翔んでアルミナリア
この辺りの話は、蓮くんに聞いたことをおさらいする感じで耳を傾ける。

たった一人の寵姫のために、宮女は何十人もいるというから、皇帝の寵愛ぶりがうかがえる。

パンバははっきりとは口にしなかったが、仕事としてはかなり楽な部類に入るようだ。宮女一人当たりの仕事量は少なくなるわけだから当然だろう。
おまけにエレオノア姫は、おっとりと優しい気質で、一度として声を荒げたことさえないという。
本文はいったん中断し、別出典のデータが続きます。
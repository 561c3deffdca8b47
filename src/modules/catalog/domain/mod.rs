pub mod entities;
pub mod search_request;

pub use entities::{
    AnimeDetail, AnimePage, AnimeSummary, CuratedCategory, GenreOption, NamedRef, StudioOption,
    PLACEHOLDER_IMAGE_URL,
};
pub use search_request::{SearchRequest, SortBy, SortOrder};
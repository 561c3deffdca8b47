//! Payload shapes of the Jikan v4 relations endpoint.
use serde::Deserialize;

#[derive(Debug, Deserialize)]
pub struct JikanRelationsResponse {
    #[serde(default)]
    pub data: Vec<JikanRelationGroup>,
}

#[derive(Debug, Clone, Deserialize)]
pub struct JikanRelationGroup {
    pub relation: String,
    #[serde(default)]
    pub entry: Vec<JikanRelationEntry>,
}

/// One related entry. `entry_type` distinguishes anime from manga and
/// the rest; only anime entries are shown.
#[derive(Debug, Clone, Deserialize)]
pub struct JikanRelationEntry {
    pub mal_id: i64,
    #[serde(rename = "type")]
    pub entry_type: String,
    pub name: String,
    #[serde(default)]
    pub url: String,
}
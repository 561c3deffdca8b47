use std::collections::BTreeMap;

use serde::{Deserialize, Serialize};
use serde_json::Value;

use crate::modules::catalog::AnimeSummary;

/// Time ranges offered by the studios dashboard.
pub const YEAR_CHOICES: [u32; 5] = [1, 3, 5, 10, 20];

/// Sort key for the studio analytics endpoint.
#[derive(Debug, Clone, Copy, PartialEq, Eq, Serialize, Deserialize)]
#[serde(rename_all = "lowercase")]
pub enum StudioSort {
    Workload,
    Count,
    Score,
    Members,
}

impl StudioSort {
    pub fn as_str(&self) -> &'static str {
        match self {
            StudioSort::Workload => "workload",
            StudioSort::Count => "count",
            StudioSort::Score => "score",
            StudioSort::Members => "members",
        }
    }
}

/// Full payload of `/analytics/studios`, rendered verbatim; the workload
/// scoring itself is backend business logic.
#[derive(Debug, Clone, PartialEq, Serialize, Deserialize)]
pub struct StudioAnalyticsReport {
    #[serde(default)]
    pub studios: Vec<StudioStats>,
    #[serde(default)]
    pub summary: Option<AnalyticsSummary>,
    #[serde(default)]
    pub time_range: Option<TimeRange>,
}

#[derive(Debug, Clone, PartialEq, Serialize, Deserialize)]
pub struct StudioStats {
    pub id: i64,
    pub name: String,
    #[serde(default)]
    pub anime_count_recent: u32,
    #[serde(default)]
    pub anime_count_total: u32,
    #[serde(default)]
    pub avg_anime_per_year: f64,
    #[serde(default)]
    pub average_score: f64,
    #[serde(default)]
    pub workload_score: f64,
    #[serde(default)]
    pub type_distribution: BTreeMap<String, u32>,
    #[serde(default)]
    pub yearly_output: Vec<YearlyOutput>,
    #[serde(default)]
    pub popularity_metrics: PopularityMetrics,
    #[serde(default)]
    pub anime_list: Vec<AnimeSummary>,
}

#[derive(Debug, Clone, Copy, PartialEq, Eq, Serialize, Deserialize)]
pub struct YearlyOutput {
    pub year: i32,
    pub count: u32,
}

#[derive(Debug, Clone, Copy, Default, PartialEq, Eq, Serialize, Deserialize)]
pub struct PopularityMetrics {
    #[serde(default)]
    pub total_members: u64,
    #[serde(default)]
    pub total_favorites: u64,
}

#[derive(Debug, Clone, PartialEq, Serialize, Deserialize)]
pub struct AnalyticsSummary {
    #[serde(default)]
    pub avg_anime_per_studio: f64,
    #[serde(default)]
    pub top_studio_by_workload: String,
    #[serde(default)]
    pub top_studio_by_count: String,
    #[serde(default)]
    pub top_studio_by_score: String,
}

#[derive(Debug, Clone, Copy, PartialEq, Eq, Serialize, Deserialize)]
pub struct TimeRange {
    pub start_year: i32,
    pub end_year: i32,
}

/// One row of `/analytics/genres`. Only the name is contractual; the
/// metric columns vary with the requested sort and are displayed as-is.
#[derive(Debug, Clone, PartialEq, Serialize, Deserialize)]
pub struct GenreTrendRow {
    pub name: String,
    #[serde(flatten)]
    pub metrics: BTreeMap<String, Value>,
}

/// `/analytics/overview` payload. The dashboard renders whatever the
/// backend computed, so unknown columns ride along in `extra`.
#[derive(Debug, Clone, Default, PartialEq, Serialize, Deserialize)]
pub struct MarketOverview {
    #[serde(default)]
    pub total_anime: u64,
    #[serde(default)]
    pub total_studios: u64,
    #[serde(default)]
    pub total_genres: u64,
    #[serde(default)]
    pub average_score: f64,
    #[serde(flatten)]
    pub extra: BTreeMap<String, Value>,
}

/// `/analytics/trending` payload for one year.
#[derive(Debug, Clone, Default, PartialEq, Serialize, Deserialize)]
pub struct TrendingReport {
    #[serde(default)]
    pub year: i32,
    #[serde(flatten)]
    pub extra: BTreeMap<String, Value>,
}

#[cfg(test)]
mod tests {
    use super::*;

    #[test]
    fn studio_stats_tolerates_missing_metrics() {
        let stats: StudioStats =
            serde_json::from_str(r#"{"id": 1, "name": "Kyoto Animation"}"#).unwrap();
        assert_eq!(stats.name, "Kyoto Animation");
        assert_eq!(stats.workload_score, 0.0);
        assert!(stats.yearly_output.is_empty());
    }

    #[test]
    fn overview_keeps_unknown_columns() {
        let overview: MarketOverview =
            serde_json::from_str(r#"{"total_anime": 12000, "busiest_season": "fall"}"#).unwrap();
        assert_eq!(overview.total_anime, 12000);
        assert_eq!(
            overview.extra.get("busiest_season").and_then(Value::as_str),
            Some("fall")
        );
    }
}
そんな姫様のお心を和ませるよう務めるのが、宮女の役目だ。

「歌が上手い宮女が歌って差し上げて、楽器の心得がある宮女が伴奏を務めるの。編み物が得意な宮女が、姫様に出身地伝統のレース編みのお手ほどきをしたり」

…どうしよう、できることがない。
わたしの取り柄って…中学校まで陸上部だったから、体力・持久力は並以上という自信があるけど、宮女として役に立つだろうか。

わたしの不安を見てとったようにパンバが明るく言う。
「ミカコはイカイというところから来たのでしょう? そこの話をして差し上げればいいわ。姫様は好奇心旺盛な面もおありになるの。わたしも故郷の話をしたことがあって。旅をしているみたいで楽しいと言ってくださったわ」

そんなのでいいんだろうか。
とはいえ、身の回りのお世話(髪を結ったり、身支度を手伝ったり)はむろん専属が揃っているということで、出る幕はなさそうだ。